- Source material:

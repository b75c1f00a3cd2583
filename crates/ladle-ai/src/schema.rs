//! Prompt text and the `create_recipe` function schema sent to the provider.

use serde_json::{Value, json};

pub const SYSTEM_PROMPT: &str = "You are a helpful cooking assistant. Analyze images and text \
     to create recipes. Always respond with valid JSON objects matching the required schema.";

/// Name of the structured-output function the provider is asked to call.
pub const RECIPE_FUNCTION_NAME: &str = "create_recipe";

/// Bake the generation constraints into one instruction string. The provider
/// sees a single enriched prompt whether or not images are attached.
pub fn build_prompt(
    text: &str,
    servings: u32,
    cook_now: bool,
    allergies: &[String],
    utilities: &[String],
) -> String {
    let mut prompt = if text.trim().is_empty() {
        "Create a recipe from the attached ingredients".to_string()
    } else {
        format!("Available ingredients: {}", text.trim())
    };

    prompt.push_str(&format!(". Servings: {servings}."));

    if cook_now {
        prompt.push_str(
            " The meal will be cooked right now: avoid recipes needing advance \
             preparation or long unattended waits such as soaking or marinating.",
        );
    }

    if !allergies.is_empty() {
        prompt.push_str(&format!(" Allergies to avoid: {}.", allergies.join(", ")));
    }

    if !utilities.is_empty() {
        prompt.push_str(&format!(
            " Available cooking utilities: {}.",
            utilities.join(", ")
        ));
    }

    prompt
}

/// JSON schema of the `create_recipe` function. The recipe itself is nested
/// under `recipe_details`; the outer fields echo the request so the model
/// restates what it worked from.
pub fn recipe_function() -> Value {
    json!({
        "name": RECIPE_FUNCTION_NAME,
        "description": "Creates a recipe based on available ingredients, number of servings, allergies, and available cooking utilities.",
        "strict": true,
        "parameters": {
            "type": "object",
            "required": ["ingredients", "servings", "utilities", "allergies", "recipe_details", "cook_now"],
            "properties": {
                "ingredients": {
                    "type": "array",
                    "description": "List of ingredients provided by the user",
                    "items": { "type": "string", "description": "An ingredient available for cooking" }
                },
                "servings": {
                    "type": "number",
                    "description": "The number of people the meal will serve"
                },
                "allergies": {
                    "type": "array",
                    "description": "List of allergies to avoid in the recipe",
                    "items": { "type": "string", "description": "An allergy or dietary restriction" }
                },
                "cook_now": {
                    "type": "boolean",
                    "description": "Whether the user wants to cook now. If true, do not respond with recipes that require preparation beforehand or long unattended waits, for example soaking for an hour."
                },
                "utilities": {
                    "type": "array",
                    "description": "List of available cooking utilities",
                    "items": { "type": "string", "description": "A kitchen utility available for cooking" }
                },
                "recipe_details": {
                    "type": "object",
                    "description": "Details of the created recipe",
                    "required": ["ingredients_list", "nutritional_information", "cooking_steps", "recipe_name"],
                    "additionalProperties": false,
                    "properties": {
                        "ingredients_list": {
                            "type": "array",
                            "description": "List of ingredients used in the recipe with quantities",
                            "items": {
                                "type": "object",
                                "required": ["ingredient", "quantity"],
                                "additionalProperties": false,
                                "properties": {
                                    "ingredient": { "type": "string", "description": "Name of the ingredient, properly capitalized" },
                                    "quantity": { "type": "string", "description": "Quantity of the ingredient needed" }
                                }
                            }
                        },
                        "nutritional_information": {
                            "type": "object",
                            "required": ["calories", "protein", "fat", "carbohydrates"],
                            "additionalProperties": false,
                            "properties": {
                                "calories": { "type": "number", "description": "Total calories per serving" },
                                "protein": { "type": "number", "description": "Total protein content per serving" },
                                "fat": { "type": "number", "description": "Total fat content per serving" },
                                "carbohydrates": { "type": "number", "description": "Total carbohydrates per serving" }
                            }
                        },
                        "cooking_steps": {
                            "type": "array",
                            "description": "Step-by-step instructions to prepare the meal",
                            "items": {
                                "type": "object",
                                "required": ["step", "time", "utility"],
                                "additionalProperties": false,
                                "properties": {
                                    "step": { "type": "string", "description": "Instruction for this cooking step, including wait time and utility" },
                                    "time": { "type": "number", "description": "Wait time in seconds if the step needs one (cooking, baking, resting); respond with 0 for steps with no wait such as plating or serving" },
                                    "utility": { "type": "string", "description": "The utility needed, for example stove, oven, microwave, airfryer; respond with none if no appliance is required" }
                                }
                            }
                        },
                        "recipe_name": { "type": "string", "description": "Name of the recipe, properly capitalized" }
                    }
                }
            },
            "additionalProperties": false
        }
    })
}

#[cfg(test)]
mod tests {
    use super::*;

    #[test]
    fn prompt_carries_all_constraints() {
        let prompt = build_prompt(
            "eggs, flour, milk",
            2,
            true,
            &["peanuts".into()],
            &["stove".into(), "oven".into()],
        );
        assert!(prompt.contains("eggs, flour, milk"));
        assert!(prompt.contains("Servings: 2"));
        assert!(prompt.contains("cooked right now"));
        assert!(prompt.contains("peanuts"));
        assert!(prompt.contains("stove, oven"));
    }

    #[test]
    fn empty_text_still_yields_an_instruction() {
        let prompt = build_prompt("  ", 4, false, &[], &[]);
        assert!(prompt.starts_with("Create a recipe"));
        assert!(!prompt.contains("cooked right now"));
    }

    #[test]
    fn function_schema_requires_recipe_details() {
        let f = recipe_function();
        assert_eq!(f["name"], RECIPE_FUNCTION_NAME);
        let required = f["parameters"]["required"].as_array().unwrap();
        assert!(required.iter().any(|v| v == "recipe_details"));
    }
}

- What you should do:
In the material above, how many lines include the string "false"? Please reply with the number only.

- Task output:
6